3° Incontro – 10 Novembre 2023

Caino e Abele

È una riflessione sulla problematica della fraternità e su ciò che scatena la violenza. Nel testo Gn 4,1-16 compaiono nell’ordine Adamo, Eva, Caino e Abele: la vicenda di questi ultimi è segnata da quella dei genitori in cui è comparsa la volontà di dominio, lo spirito di possesso e l’inganno.

 

Caino è la figura centrale, nominato ben tredici volte nel testo che in tal modo invita il lettore a specchiarsi in lui, imparando a prendere coscienza di quei processi che, se non vengono sottoposti a discernimento, finiscono per generare violenza.
Abele è sempre in secondo piano; il suo nome, in ebraico Hebel, significa “soffio”. Egli è sempre presentato in rapporto a Caino: nascendo per secondo, instaura la fraternità.
Il racconto è organizzato in forma di dialogo, incorniciato da due brani di tipo narrativo. Il carattere dialogico sottolinea l’importanza della parola come interpretazione della realtà, in assenza della quale finisce per prevalere la logica della violenza.
Nei primi cinque versetti il testo insiste sulle diversità dei due fratelli: diversità di nascita (Caino è il primogenito, in condizione di vantaggio con diritti di primogenitura); diversità di lavoro (agricoltore Caino e pastore Abele) il che implica diversità di cultura, del modo di vedere la realtà. Ma la differenza che scatena la conflittualità è l’ultima: “Il Signore gradì Abele e la sua offerta, ma non gradì Caino e la sua offerta”. Perché questo trattamento diverso?
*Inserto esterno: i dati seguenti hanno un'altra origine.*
//! # Global runtime configuration.
//!
//! Provides [`SupervisorConfig`] centralized settings for the supervisor runtime.
//! Service definitions live in [`crate::services`]; this type only carries the
//! knobs that shape how the fleet is driven.

use std::time::Duration;

/// Global configuration for the supervisor runtime.
///
/// ## Field semantics
/// - `restart_delay`: pause before an auto-restarted service is relaunched
/// - `kill_grace`: time a cancelled command gets between `SIGTERM` and `SIGKILL`
/// - `grace`: how long `run` waits for tasks once termination has been requested
/// - `bus_capacity`: event bus ring buffer size (min 1; clamped by Bus)
#[derive(Clone, Debug)]
pub struct SupervisorConfig {
    /// Fixed delay before an auto-restart relaunch.
    ///
    /// Keeps a crashing service from spinning in a tight loop.
    pub restart_delay: Duration,

    /// Time between the polite and the forced kill of a cancelled command.
    pub kill_grace: Duration,

    /// Maximum time to wait for all tasks after termination was requested.
    ///
    /// When exceeded, `run` returns `RuntimeError::GraceExceeded`.
    pub grace: Duration,

    /// Capacity of the event bus broadcast channel ring buffer.
    ///
    /// Slow subscribers that lag behind more than `bus_capacity` messages
    /// skip older items.
    pub bus_capacity: usize,
}

impl SupervisorConfig {
    /// Returns a bus capacity clamped to a minimum of 1.
    #[inline]
    pub fn bus_capacity_clamped(&self) -> usize {
        self.bus_capacity.max(1)
    }
}

impl Default for SupervisorConfig {
    /// Default configuration:
    ///
    /// - `restart_delay = 100ms`
    /// - `kill_grace = 5s`
    /// - `grace = 60s`
    /// - `bus_capacity = 1024`
    fn default() -> Self {
        Self {
            restart_delay: Duration::from_millis(100),
            kill_grace: Duration::from_secs(5),
            grace: Duration::from_secs(60),
            bus_capacity: 1024,
        }
    }
}

#[cfg(test)]
mod tests {
    use super::*;

    #[test]
    fn zero_capacity_is_clamped() {
        let cfg = SupervisorConfig {
            bus_capacity: 0,
            ..SupervisorConfig::default()
        };
        assert_eq!(cfg.bus_capacity_clamped(), 1);
    }
}
//! # Log output for the CLI.
//!
//! Installs a `tracing-subscriber` formatter once per process. Library code
//! only emits `tracing` events; embedding applications bring their own
//! subscriber instead of calling [`init`].

use anyhow::{Context, Result};
use tracing_subscriber::{fmt, prelude::*, EnvFilter};

/// Filter used when neither a level nor `RUST_LOG` is given.
pub const DEFAULT_FILTER: &str = "info";

/// Builds the filter: explicit `level` first, then `RUST_LOG`, then [`DEFAULT_FILTER`].
pub fn filter(level: Option<&str>) -> Result<EnvFilter> {
    match level {
        Some(level) => EnvFilter::try_new(level)
            .with_context(|| format!("invalid log filter {level:?}")),
        None => Ok(EnvFilter::try_from_default_env()
            .unwrap_or_else(|_| EnvFilter::new(DEFAULT_FILTER))),
    }
}

/// Initialises the global subscriber with timestamps and levels.
///
/// Fails on an invalid filter or if a global subscriber is already set.
pub fn init(level: Option<&str>) -> Result<()> {
    let fmt_layer = fmt::layer()
        .with_target(false)
        .with_level(true)
        .compact();

    tracing_subscriber::registry()
        .with(filter(level)?)
        .with(fmt_layer)
        .try_init()
        .context("logger already initialised")?;
    Ok(())
}
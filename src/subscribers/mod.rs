//! # Event subscribers for the procvisor runtime.
//!
//! This module provides the [`Subscribe`] trait and the [`SubscriberSet`]
//! fan-out that feeds every subscriber from the [`Bus`](crate::events::Bus).
//!
//! ## Architecture
//! ```text
//! Registry / Supervisor ── publish(Event) ──► Bus ──► subscriber_listener
//!                                                          │
//!                                                   SubscriberSet::emit
//!                                                ┌─────────┼─────────┐
//!                                                ▼         ▼         ▼
//!                                             worker1   worker2   workerN
//!                                                ▼         ▼         ▼
//!                                           sub1.on   sub2.on   subN.on
//!                                            _event()  _event()  _event()
//! ```
//!
//! Subscribers are for observability and integrations (dashboards, audit,
//! tests). The supervision engine itself never depends on them.

mod set;
mod subscribe;

pub(crate) use set::panic_message;
pub use set::SubscriberSet;
pub use subscribe::Subscribe;
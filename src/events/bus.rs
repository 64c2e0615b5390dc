//! # Event bus.
//!
//! [`Bus`] carries [`Event`]s from their producers (registry transitions,
//! supervisor decisions, subscriber workers) to any number of listeners.
//! Events travel as `Arc<Event>`, so a fan-out never copies the payload or
//! its snapshot.
//!
//! ```text
//! Registry ────┐
//! Supervisor ──┼──► Bus ──► forwarder ──► SubscriberSet ──► Subscribe impls
//! set workers ─┘       └──► direct receivers (tests, embedding code)
//! ```
//!
//! Delivery is best-effort: publishing never waits, a receiver that falls more
//! than `capacity` events behind loses the oldest ones, and events published
//! while nobody listens are gone. Wait-hook pruning never depends on the bus;
//! it runs through the registry's synchronous [`Observe`](super::Observe) pass.

use std::sync::Arc;

use tokio::sync::broadcast;

use super::event::Event;

/// Cloneable handle to the shared event channel.
#[derive(Clone, Debug)]
pub struct Bus {
    sender: broadcast::Sender<Arc<Event>>,
}

impl Bus {
    /// Creates a bus retaining at most `capacity` undelivered events (min 1).
    pub fn new(capacity: usize) -> Self {
        let (sender, _) = broadcast::channel(capacity.max(1));
        Self { sender }
    }

    /// Sends `event` to every current listener; silently dropped if there is none.
    pub fn publish(&self, event: Event) {
        if self.sender.receiver_count() > 0 {
            let _ = self.sender.send(Arc::new(event));
        }
    }

    /// Starts listening; only events published afterwards are received.
    pub fn subscribe(&self) -> broadcast::Receiver<Arc<Event>> {
        self.sender.subscribe()
    }

    /// Number of live listeners.
    pub fn listeners(&self) -> usize {
        self.sender.receiver_count()
    }
}

#[cfg(test)]
mod tests {
    use super::*;
    use crate::events::EventKind;

    #[tokio::test]
    async fn late_listeners_miss_earlier_events() {
        let bus = Bus::new(0);
        bus.publish(Event::new(EventKind::ShutdownRequested));

        let mut rx = bus.subscribe();
        assert_eq!(bus.listeners(), 1);
        bus.publish(Event::new(EventKind::CascadeTriggered).with_service("b"));

        let ev = rx.recv().await.unwrap();
        assert_eq!(ev.kind, EventKind::CascadeTriggered);
        assert_eq!(ev.service.as_deref(), Some("b"));
        assert!(rx.try_recv().is_err());
    }
}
Sono stati fatti molti tentativi per spiegare questo enigmatico aspetto del racconto. La linea interpretativa più pertinente prende le mosse dall’espressione “guardare a…non guardare a…”. Ne risulta che il testo parla dell’attenzione che Dio ha per Abele, il più debole, in linea con tutta la tradizione biblica in cui si ribadisce più volte che Dio sceglie chi è sfavorito. Alcuni autori vedono nell’ultima differenza una diversità di riuscita nella vita. Dietro l’esperienza dei fratelli si nasconde un’esperienza umana quotidiana: la vita è fatta di ineguaglianze non sempre spiegabili.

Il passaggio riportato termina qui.